Loading XML documents to Oracle 11g DB with control file

oraclesql-loaderxml

I am using Oracle 11g XML database and trying to load XML documents to this DB with a control file and the sqlldr utility. All these XML files have an element that contains a date string with time stamp (and the letter T in the middle of it). Oracle rejects this date string because of T in it and thus the XML file is not loaded to the DB.

I want to use the Oracle function TO_TIMESTAMP_TZ on the date string during the data load, but I do not know how to do it. That's where I need help. If there is any other way to import the XML (with date string with timestamp), I will try that also.

Here is the date entry in XML file:

<ns3:EntryDateTime cls="U">2013-04-20T21:02:52.468-04:00</ns3:EntryDateTime>

And here is entire code the control file:

load data infile 'filelist.dat' 
  append into table STXP xmltype(XMLDATA)
  ( filename filler char(120), XMLDATA lobfile(filename) terminated by eof )

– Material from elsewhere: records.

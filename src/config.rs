// Configuration module
// Internal representation of user configuration

use std::collections::HashMap;

use crate::core::input::Key;

pub const ESCAPE_KEY: &str = "escape_key";
pub const EXIT_KEY: &str = "exit_key";
pub const SHIFT_WIDTH: &str = "shift_width";
pub const TAB_WIDTH: &str = "tab_width";

#[derive(Debug, Clone, Default)]
pub struct Config {
    /// Keycode → keycode of the Definition it aliases
    pub keybindings: HashMap<String, String>,
    pub settings: HashMap<String, ConfigValue>,
}

#[derive(Debug, Clone, PartialEq)]
pub enum ConfigValue {
    Bool(bool),
    Int(i64),
    String(String),
}

impl Config {
    /// Make `key` behave like the Definition bound to `target`
    pub fn bind(&mut self, key: &str, target: &str) {
        self.keybindings.insert(key.to_string(), target.to_string());
    }

    /// Set a configuration value
    pub fn set<V: Into<ConfigValue>>(&mut self, key: &str, value: V) {
        self.settings.insert(key.to_string(), value.into());
    }

    pub fn get(&self, key: &str) -> Option<&ConfigValue> {
        self.settings.get(key)
    }

    pub fn get_bool(&self, key: &str) -> Option<bool> {
        self.get(key).and_then(|v| match v {
            ConfigValue::Bool(b) => Some(*b),
            _ => None,
        })
    }

    pub fn get_int(&self, key: &str) -> Option<i64> {
        self.get(key).and_then(|v| match v {
            ConfigValue::Int(i) => Some(*i),
            _ => None,
        })
    }

    pub fn get_string(&self, key: &str) -> Option<&str> {
        self.get(key).and_then(|v| match v {
            ConfigValue::String(s) => Some(s.as_str()),
            _ => None,
        })
    }

    fn get_key(&self, setting: &str, fallback: Key) -> Key {
        match self.get_string(setting).map(str::parse::<Key>) {
            Some(Ok(key)) => key,
            Some(Err(err)) => {
                tracing::warn!(setting, %err, "ignoring invalid key setting");
                fallback
            }
            None => fallback,
        }
    }

    /// Key that cancels a sentence and ends text input
    pub fn escape_key(&self) -> Key {
        self.get_key(ESCAPE_KEY, Key::Esc)
    }

    /// Key that leaves the mode entirely
    pub fn exit_key(&self) -> Key {
        self.get_key(EXIT_KEY, Key::Ctrl(']'))
    }

    /// Columns added or removed by `>` and `<`
    pub fn shift_width(&self) -> usize {
        self.get_int(SHIFT_WIDTH)
            .and_then(|n| usize::try_from(n).ok())
            .filter(|n| *n > 0)
            .unwrap_or(4)
    }

    pub fn tab_width(&self) -> usize {
        self.get_int(TAB_WIDTH)
            .and_then(|n| usize::try_from(n).ok())
            .filter(|n| *n > 0)
            .unwrap_or(8)
    }
}

impl From<bool> for ConfigValue {
    fn from(b: bool) -> Self {
        ConfigValue::Bool(b)
    }
}

impl From<i64> for ConfigValue {
    fn from(i: i64) -> Self {
        ConfigValue::Int(i)
    }
}

impl From<&str> for ConfigValue {
    fn from(s: &str) -> Self {
        ConfigValue::String(s.to_string())
    }
}

impl From<String> for ConfigValue {
    fn from(s: String) -> Self {
        ConfigValue::String(s)
    }
}

#[cfg(test)]
mod tests {
    use super::*;

    #[test]
    fn test_config_defaults() {
        let config = Config::default();
        assert!(config.keybindings.is_empty());
        assert_eq!(config.escape_key(), Key::Esc);
        assert_eq!(config.exit_key(), Key::Ctrl(']'));
        assert_eq!(config.shift_width(), 4);
        assert_eq!(config.tab_width(), 8);
    }

    #[test]
    fn test_bind_key() {
        let mut config = Config::default();
        config.bind("BS", "h");
        assert_eq!(config.keybindings.get("BS"), Some(&"h".to_string()));
    }

    #[test]
    fn test_key_settings() {
        let mut config = Config::default();
        config.set(ESCAPE_KEY, "C-c");
        config.set(EXIT_KEY, "F10");
        assert_eq!(config.escape_key(), Key::Ctrl('c'));
        assert_eq!(config.exit_key(), Key::F(10));

        config.set(ESCAPE_KEY, "<nonsense>");
        assert_eq!(config.escape_key(), Key::Esc);
    }

    #[test]
    fn test_type_mismatch() {
        let mut config = Config::default();
        config.set(SHIFT_WIDTH, "wide");
        assert_eq!(config.get_int(SHIFT_WIDTH), None);
        assert_eq!(config.shift_width(), 4);
        config.set(SHIFT_WIDTH, -2i64);
        assert_eq!(config.shift_width(), 4);
        config.set(SHIFT_WIDTH, 2i64);
        assert_eq!(config.shift_width(), 2);
    }
}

I believe that I can execute the above control file with the sqlldr utility on SQL*Plus command line also, but not sure about this option. If this is possible, I guess I can ALTER SESSION (to somehow format date string) on command line before executing the control file.

The filelist.dat mentioned above contains entries for input XML file, with one line listing one XML file. The above date entry is required in each XML file. Each XML file has about 50 different elements, some required and some optional. I would greatly appreciate your help.

UPDATE:
I successfully registered the schema, which contains definition for the date string, and 100 other schema, with a script. Since this script is very large, I am posting only 2 registration portions of it:

DECLARE
SCHEMAURL VARCHAR2( 100 );
SCHEMADOC VARCHAR2( 100 );
BEGIN
SCHEMAURL := 'http://www.some.org/stxp/DataTypes.xsd';
SCHEMADOC := 'DataTypes.xsd';
DBMS_XMLSCHEMA.registerSchema( 
    SCHEMAURL, 
    BFILENAME( 'XSD_DIR', SCHEMADOC ),
    LOCAL => TRUE, -- local
    GENTYPES => TRUE,  -- generate object types
    GENBEAN => FALSE, -- no java beans
    GENTABLES => TRUE,  -- generate object tables
    OWNER => USER );
    SCHEMAURL := 'http://www.some.org/stxp/STXP.xsd';
    SCHEMADOC := 'STXP.xsd';
    DBMS_XMLSCHEMA.registerSchema( 
    SCHEMAURL, 
    BFILENAME( 'XSD_DIR', SCHEMADOC ),
    LOCAL => TRUE, -- local
    GENTYPES => TRUE,  -- generate object types
    GENBEAN => FALSE, -- no java beans
    GENTABLES => TRUE,  -- generate object tables
    OWNER => USER );
  END;
  /

The 2nd registration above is the last in the script, and this creates the table STXP, in which I am trying to load about 800 XML files. Each XML file has a root element called stxp.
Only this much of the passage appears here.